-- Data extract follows --

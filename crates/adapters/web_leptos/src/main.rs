fn main() {
    folio_adapter_web_leptos::start();
}
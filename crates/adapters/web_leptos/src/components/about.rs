use folio_domain::content::PROFILE;
use folio_domain::section::SectionId;
use leptos::prelude::*;

use super::social_links::SocialLinks;

#[component]
pub fn About() -> impl IntoView {
    let paragraphs = PROFILE
        .about
        .iter()
        .map(|text| view! { <p>{*text}</p> })
        .collect_view();

    view! {
        <section id=SectionId::About.as_str() class="section about">
            <div class="container narrow">
                <h2 class="section-title">"About Me"</h2>
                <h3 class="accent">"Who I Am"</h3>
                {paragraphs}
                <SocialLinks row_class="social-row"/>
            </div>
        </section>
    }
}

-- Data extract concluded --

» **Exercise**:
Retype exactly, please, each line from the line that contains "filename crates/adapters/web_leptos/src/components/about.rs" through the last line of the entries above, with nothing added.

» **Worked solution**:
filename crates/adapters/web_leptos/src/components/about.rs
use folio_domain::content::PROFILE;
use folio_domain::section::SectionId;
use leptos::prelude::*;

use super::social_links::SocialLinks;

#[component]
pub fn About() -> impl IntoView {
    let paragraphs = PROFILE
        .about
        .iter()
        .map(|text| view! { <p>{*text}</p> })
        .collect_view();

    view! {
        <section id=SectionId::About.as_str() class="section about">
            <div class="container narrow">
                <h2 class="section-title">"About Me"</h2>
                <h3 class="accent">"Who I Am"</h3>
                {paragraphs}
                <SocialLinks row_class="social-row"/>
            </div>
        </section>
    }
}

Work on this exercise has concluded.